• **BRIEF**
Go through the records below and count every line containing "SlugRegistry". Reply with the count alone.

*** RECORDS FOR THE TASK ***

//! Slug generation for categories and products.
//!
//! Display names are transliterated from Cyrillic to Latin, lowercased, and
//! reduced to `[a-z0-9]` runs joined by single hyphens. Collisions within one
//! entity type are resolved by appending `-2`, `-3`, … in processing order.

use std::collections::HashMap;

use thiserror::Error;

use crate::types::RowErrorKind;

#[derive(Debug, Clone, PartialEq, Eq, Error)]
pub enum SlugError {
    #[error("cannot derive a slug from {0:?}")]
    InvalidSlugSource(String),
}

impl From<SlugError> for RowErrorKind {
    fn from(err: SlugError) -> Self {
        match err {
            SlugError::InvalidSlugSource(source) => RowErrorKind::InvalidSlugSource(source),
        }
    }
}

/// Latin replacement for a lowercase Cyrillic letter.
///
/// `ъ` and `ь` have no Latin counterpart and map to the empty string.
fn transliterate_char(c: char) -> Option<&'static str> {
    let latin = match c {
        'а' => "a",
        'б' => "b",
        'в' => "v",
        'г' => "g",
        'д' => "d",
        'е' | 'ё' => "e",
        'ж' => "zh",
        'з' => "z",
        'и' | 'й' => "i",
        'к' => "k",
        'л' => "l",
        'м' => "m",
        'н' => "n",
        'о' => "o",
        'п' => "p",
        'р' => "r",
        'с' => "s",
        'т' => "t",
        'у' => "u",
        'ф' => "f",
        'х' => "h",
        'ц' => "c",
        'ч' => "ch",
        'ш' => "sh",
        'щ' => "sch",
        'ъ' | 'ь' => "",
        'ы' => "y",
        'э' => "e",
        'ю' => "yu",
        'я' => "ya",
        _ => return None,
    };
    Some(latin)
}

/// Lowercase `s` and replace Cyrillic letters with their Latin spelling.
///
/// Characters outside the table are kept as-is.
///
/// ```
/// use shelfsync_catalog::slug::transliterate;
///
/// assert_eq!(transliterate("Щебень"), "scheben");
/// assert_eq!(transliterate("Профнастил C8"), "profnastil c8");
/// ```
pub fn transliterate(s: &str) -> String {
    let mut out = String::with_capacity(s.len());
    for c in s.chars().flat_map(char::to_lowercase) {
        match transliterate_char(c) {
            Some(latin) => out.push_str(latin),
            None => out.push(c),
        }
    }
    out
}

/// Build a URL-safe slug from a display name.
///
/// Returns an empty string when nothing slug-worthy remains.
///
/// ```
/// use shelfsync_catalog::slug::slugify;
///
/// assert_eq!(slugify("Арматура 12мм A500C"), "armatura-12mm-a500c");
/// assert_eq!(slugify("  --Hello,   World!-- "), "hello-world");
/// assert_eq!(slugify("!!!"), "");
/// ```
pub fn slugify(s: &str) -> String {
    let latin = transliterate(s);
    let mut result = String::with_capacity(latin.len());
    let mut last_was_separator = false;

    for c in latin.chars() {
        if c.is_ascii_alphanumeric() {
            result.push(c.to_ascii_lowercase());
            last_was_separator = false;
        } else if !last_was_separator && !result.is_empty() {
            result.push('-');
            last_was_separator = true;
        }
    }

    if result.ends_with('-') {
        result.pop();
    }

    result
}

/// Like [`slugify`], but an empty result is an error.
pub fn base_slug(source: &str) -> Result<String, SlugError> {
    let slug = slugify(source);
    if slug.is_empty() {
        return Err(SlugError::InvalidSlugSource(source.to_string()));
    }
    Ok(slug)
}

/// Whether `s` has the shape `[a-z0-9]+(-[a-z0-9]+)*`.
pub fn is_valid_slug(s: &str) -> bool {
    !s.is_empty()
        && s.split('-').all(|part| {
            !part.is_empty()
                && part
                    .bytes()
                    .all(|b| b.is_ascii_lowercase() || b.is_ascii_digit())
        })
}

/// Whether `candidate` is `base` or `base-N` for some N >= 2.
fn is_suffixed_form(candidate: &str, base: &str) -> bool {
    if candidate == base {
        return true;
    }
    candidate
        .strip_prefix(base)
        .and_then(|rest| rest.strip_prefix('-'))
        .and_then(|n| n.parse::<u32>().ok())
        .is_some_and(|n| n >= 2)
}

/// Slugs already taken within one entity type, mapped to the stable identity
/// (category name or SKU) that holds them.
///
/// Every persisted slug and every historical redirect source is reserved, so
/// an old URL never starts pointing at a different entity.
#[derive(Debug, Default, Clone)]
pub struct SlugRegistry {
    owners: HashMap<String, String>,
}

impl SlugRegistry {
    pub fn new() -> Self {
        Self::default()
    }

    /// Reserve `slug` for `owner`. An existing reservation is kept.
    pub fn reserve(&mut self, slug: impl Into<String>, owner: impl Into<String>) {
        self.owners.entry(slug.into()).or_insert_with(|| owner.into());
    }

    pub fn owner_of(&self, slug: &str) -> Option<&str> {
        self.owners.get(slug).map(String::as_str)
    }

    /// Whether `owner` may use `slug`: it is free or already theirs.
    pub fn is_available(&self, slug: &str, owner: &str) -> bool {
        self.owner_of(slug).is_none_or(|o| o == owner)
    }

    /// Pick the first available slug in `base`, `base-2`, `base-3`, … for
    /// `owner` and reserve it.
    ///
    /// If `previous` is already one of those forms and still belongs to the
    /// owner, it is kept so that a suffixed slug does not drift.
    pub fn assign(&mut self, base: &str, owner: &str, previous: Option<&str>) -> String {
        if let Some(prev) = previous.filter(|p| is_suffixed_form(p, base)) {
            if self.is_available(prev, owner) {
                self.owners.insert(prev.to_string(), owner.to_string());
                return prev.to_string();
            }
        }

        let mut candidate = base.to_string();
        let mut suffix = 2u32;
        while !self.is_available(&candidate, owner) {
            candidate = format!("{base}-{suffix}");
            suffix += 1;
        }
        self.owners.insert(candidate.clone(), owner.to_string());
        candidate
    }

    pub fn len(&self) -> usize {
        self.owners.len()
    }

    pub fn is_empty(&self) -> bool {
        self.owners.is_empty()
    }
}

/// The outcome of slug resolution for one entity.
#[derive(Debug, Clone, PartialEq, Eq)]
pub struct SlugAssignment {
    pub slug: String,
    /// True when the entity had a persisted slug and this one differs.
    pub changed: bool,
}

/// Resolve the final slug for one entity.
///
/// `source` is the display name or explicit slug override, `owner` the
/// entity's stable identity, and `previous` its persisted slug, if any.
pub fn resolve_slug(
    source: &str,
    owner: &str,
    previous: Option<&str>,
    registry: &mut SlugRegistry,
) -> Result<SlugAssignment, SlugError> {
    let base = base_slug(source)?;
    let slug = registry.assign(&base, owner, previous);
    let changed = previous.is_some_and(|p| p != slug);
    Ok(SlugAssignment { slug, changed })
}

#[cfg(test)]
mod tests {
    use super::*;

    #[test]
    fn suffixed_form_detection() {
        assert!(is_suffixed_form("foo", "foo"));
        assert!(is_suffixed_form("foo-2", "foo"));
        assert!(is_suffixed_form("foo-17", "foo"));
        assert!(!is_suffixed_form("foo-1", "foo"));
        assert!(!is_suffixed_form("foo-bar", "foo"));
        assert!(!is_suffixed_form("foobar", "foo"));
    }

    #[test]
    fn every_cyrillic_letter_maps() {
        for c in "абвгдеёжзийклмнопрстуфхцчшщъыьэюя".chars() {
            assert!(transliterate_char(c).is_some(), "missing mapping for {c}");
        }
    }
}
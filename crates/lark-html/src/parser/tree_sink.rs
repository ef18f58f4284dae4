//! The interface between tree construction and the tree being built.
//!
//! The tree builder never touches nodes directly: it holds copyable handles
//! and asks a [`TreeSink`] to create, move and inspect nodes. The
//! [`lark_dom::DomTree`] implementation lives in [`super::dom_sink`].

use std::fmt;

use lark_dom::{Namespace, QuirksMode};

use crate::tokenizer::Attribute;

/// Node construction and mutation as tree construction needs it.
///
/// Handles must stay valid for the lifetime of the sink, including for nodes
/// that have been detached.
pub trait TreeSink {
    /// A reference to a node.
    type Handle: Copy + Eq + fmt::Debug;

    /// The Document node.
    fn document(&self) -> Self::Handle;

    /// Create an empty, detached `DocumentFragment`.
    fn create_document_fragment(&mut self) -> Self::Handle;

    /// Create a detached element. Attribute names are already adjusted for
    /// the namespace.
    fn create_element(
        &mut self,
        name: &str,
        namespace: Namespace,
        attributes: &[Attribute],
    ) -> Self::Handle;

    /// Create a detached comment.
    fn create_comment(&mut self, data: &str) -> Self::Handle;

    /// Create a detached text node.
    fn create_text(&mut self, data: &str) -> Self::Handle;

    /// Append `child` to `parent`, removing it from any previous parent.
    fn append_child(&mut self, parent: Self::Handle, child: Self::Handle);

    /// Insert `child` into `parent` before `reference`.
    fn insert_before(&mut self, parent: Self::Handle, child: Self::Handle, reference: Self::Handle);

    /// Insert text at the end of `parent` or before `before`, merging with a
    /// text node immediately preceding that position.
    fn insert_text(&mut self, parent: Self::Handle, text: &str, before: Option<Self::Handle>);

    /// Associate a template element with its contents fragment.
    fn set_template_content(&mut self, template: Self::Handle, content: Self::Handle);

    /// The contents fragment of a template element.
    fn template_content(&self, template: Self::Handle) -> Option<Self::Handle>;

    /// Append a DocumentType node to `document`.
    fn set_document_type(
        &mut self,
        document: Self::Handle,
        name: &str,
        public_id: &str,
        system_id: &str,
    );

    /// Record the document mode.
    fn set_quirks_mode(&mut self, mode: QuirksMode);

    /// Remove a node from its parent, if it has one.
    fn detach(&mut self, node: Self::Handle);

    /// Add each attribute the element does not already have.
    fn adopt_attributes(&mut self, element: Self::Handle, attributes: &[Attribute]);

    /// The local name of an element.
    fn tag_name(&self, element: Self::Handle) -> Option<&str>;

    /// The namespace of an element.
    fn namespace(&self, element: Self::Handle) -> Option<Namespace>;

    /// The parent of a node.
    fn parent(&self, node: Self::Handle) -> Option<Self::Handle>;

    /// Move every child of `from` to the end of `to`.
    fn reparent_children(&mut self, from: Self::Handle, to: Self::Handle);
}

***

• **TASK ANSWER**
3